There was a Relay event during the summer of 2015, but I didn't feel comfortable participating because there wasn't definitive proof the chemo had worked and I couldn't be sure the cancer was gone. I couldn't bring myself to wear the purple shirt if I didn't know for certain that I was a survivor. Surviving is one thing, but being a survivor is quite another.

On June 18th, 2016 I walked my lap wearing my purple shirt. I smiled and waved like I was frickin' Miss America. I waved to my family, my friends, my doctors and nurses. I smiled at other survivors. Hell, I even smiled at strangers.


Me and  my caregiver (AKA, my husband, Ben) kicking off the survivors lap. 

Here I am, waving and grinning like a fool! (...if you look right behind me, you can see my oncologist. Pretty cool that he was right behind me. Serendipitous and lovely.)

Me and my oncology nurse, Lisa. She coached me through my treatment and is nothing short of amazing. 

Me and two Lincoln Police officers, I may have gotten a little camera happy on my first lap!

In addition to the survivor's lap, which is emotional in its own way, there is the luminary lap. This takes place after dark, with all of luminaria lit. There is total silence except for a lone bagpiper playing Amazing Grace. Yeah. It's just as much of punch to heart as you think it is. This is the time for remembering those we lost and being immeasurably grateful for those still with us. This lap is powerful in a way that I have a tough time describing. I might have actually felt all of the emotions on the spectrum - even if only for an instant, I am pretty sure I felt each and every single emotion.
Me, the hubs, and the kid. I am so lucky and grateful.

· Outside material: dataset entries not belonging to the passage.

// Integration tests for the CAN bus core: registration, fan-out and receive rings

use std::sync::{Arc, Mutex};
use std::thread;

use s32sim::shared::{BusError, CanBus, CanFrame, CanNode, NodeId, RxQueue};

fn node(id: u8) -> Arc<CanNode> {
    Arc::new(CanNode::new(NodeId(id)))
}

fn frame(id: u32, payload: &[u8]) -> CanFrame {
    CanFrame::new(id, payload).unwrap()
}

#[test]
fn test_registry_stops_at_capacity() {
    let bus = Arc::new(CanBus::new(4));
    let nodes: Vec<_> = (0..5).map(node).collect();
    for n in &nodes {
        bus.attach(n);
    }
    assert_eq!(bus.len(), 4);
    assert!(!bus.contains(&nodes[4]));
    assert_eq!(
        bus.try_attach(&nodes[4]),
        Err(BusError::Full { capacity: 4 })
    );
}

#[test]
fn test_attach_is_idempotent() {
    let bus = Arc::new(CanBus::default());
    let a = node(0);
    bus.attach(&a);
    bus.attach(&a);
    assert_eq!(bus.len(), 1);
    assert_eq!(bus.try_attach(&a), Err(BusError::AlreadyAttached(NodeId(0))));
}

#[test]
fn test_transmit_skips_sender_only() {
    let bus = Arc::new(CanBus::default());
    let nodes: Vec<_> = (0..4).map(node).collect();
    for n in &nodes {
        bus.attach(n);
    }
    let f = frame(0x42, &[9]);
    bus.transmit(&nodes[2], &f);
    for (i, n) in nodes.iter().enumerate() {
        let expected = if i == 2 { 0 } else { 1 };
        assert_eq!(n.rx().len(), expected, "node {}", i);
    }
    assert!(nodes[2].receive().is_none());
    assert_eq!(nodes[0].receive(), Some(f));
}

#[test]
fn test_two_nodes_and_sink() {
    let calls = Arc::new(Mutex::new(Vec::new()));
    let log = calls.clone();
    let bus = Arc::new(CanBus::default());
    let a = node(0);
    let b = Arc::new(CanNode::new(NodeId(1)).with_sink(Arc::new(
        move |n: &CanNode, f: &CanFrame| {
            // The frame is already queued when the sink runs.
            assert_eq!(n.rx().len(), 1);
            log.lock().unwrap().push(*f);
        },
    )));
    bus.attach(&a);
    bus.attach(&b);

    let x = frame(0x123, &[0x01, 0x02]);
    a.transmit(&x);

    assert_eq!(b.receive(), Some(x));
    assert!(b.receive().is_none());
    assert!(a.receive().is_none());
    assert_eq!(*calls.lock().unwrap(), vec![x]);
}

#[test]
fn test_each_receiver_gets_its_own_copy() {
    let bus = Arc::new(CanBus::default());
    let (a, b, c) = (node(0), node(1), node(2));
    for n in [&a, &b, &c] {
        bus.attach(n);
    }
    let x = frame(0x7FF, &[1, 2, 3, 4, 5, 6, 7, 8]);
    a.transmit(&x);

    assert_eq!(b.receive(), Some(x));
    // Draining B leaves C untouched.
    assert_eq!(c.rx().len(), 1);
    assert_eq!(c.receive(), Some(x));
}

#[test]
fn test_delivery_follows_attach_order() {
    let order = Arc::new(Mutex::new(Vec::new()));
    let bus = Arc::new(CanBus::default());
    let sender = node(9);
    bus.attach(&sender);
    for id in [3u8, 1, 2] {
        let log = order.clone();
        let n = Arc::new(CanNode::new(NodeId(id)).with_sink(Arc::new(
            move |n: &CanNode, _: &CanFrame| log.lock().unwrap().push(n.id().0),
        )));
        bus.attach(&n);
    }
    sender.transmit(&frame(1, &[]));
    assert_eq!(*order.lock().unwrap(), vec![3, 1, 2]);
}

#[test]
fn test_sink_may_transmit_again() {
    let bus = Arc::new(CanBus::default());
    let a = node(0);
    let b = Arc::new(CanNode::new(NodeId(1)).with_sink(Arc::new(
        |n: &CanNode, f: &CanFrame| {
            if f.id() == 0x100 {
                n.transmit(&CanFrame::new(0x101, f.payload()).unwrap());
            }
        },
    )));
    bus.attach(&a);
    bus.attach(&b);
    a.transmit(&frame(0x100, &[7]));
    assert_eq!(a.receive().map(|f| f.id()), Some(0x101));
    assert_eq!(b.receive().map(|f| f.id()), Some(0x100));
}

#[test]
fn test_dequeue_on_empty_queue() {
    let queue = RxQueue::new();
    assert_eq!(queue.dequeue(), None);
    assert_eq!(queue.dequeue(), None);
    assert!(queue.is_empty());
}

#[test]
fn test_full_ring_overwrites_oldest() {
    let queue = RxQueue::with_capacity(16);
    let frames: Vec<_> = (0..16u32).map(|i| frame(0x100 + i, &[i as u8])).collect();
    for f in &frames {
        queue.enqueue(*f);
    }
    let drained: Vec<_> = (0..15).filter_map(|_| queue.dequeue()).collect();
    // The sixteenth write wrapped onto the read position.
    assert_ne!(drained.first(), Some(&frames[0]));
}

#[test]
fn test_concurrent_transmitters() {
    let bus = Arc::new(CanBus::default());
    let senders: Vec<_> = (0..4).map(node).collect();
    let listener = Arc::new(CanNode::with_rx_capacity(NodeId(10), 64));
    for n in &senders {
        bus.attach(n);
    }
    bus.attach(&listener);

    let handles: Vec<_> = senders
        .iter()
        .cloned()
        .map(|n| {
            thread::spawn(move || {
                for i in 0..10u8 {
                    n.transmit(&CanFrame::new(u32::from(n.id().0), &[i]).unwrap());
                }
            })
        })
        .collect();
    for h in handles {
        h.join().unwrap();
    }

    let mut per_sender = [0usize; 4];
    while let Some(f) = listener.receive() {
        per_sender[f.id() as usize] += 1;
    }
    assert_eq!(per_sender, [10; 4]);
}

Now, I would be remiss if I didn't tout the virtues of the outstanding members of my relay for life team. These folks took time out of their lives to join me in raising funds and awareness in hopes of getting us one step closer to a world without cancer. They supported me during my treatment, and they support me still...it's pretty amazing.

 


You know what the cherry on top of all of this is? This team, "The Self Checkouts", was awarded the Relay for Life Rookie Team of the Year award!! We showed up en masse, we had the best t-shirts, we walked and talked, we laughed (and cried), we participated in Jazzercise. We remembered those we lost, celebrated those who survived and each of us did our part in trying to raise awareness about doing breast self exams.


Now, there are a solid 50 more pictures I could post and at least 50,000 more words I could type here. But I'm not going to. Just know that this event was something I was looking forward to throughout the entire year of chemo, surgery, radiation, blood draws, blood transfusions, and countless doctors appointments. This was a thing I could focus on instead of worrying about whether I was going to die or live. Because that's the truth. It's a scary truth that you don't want to admit until it's all over, but there you go. I lived. I survived. I got my damned purple shirt.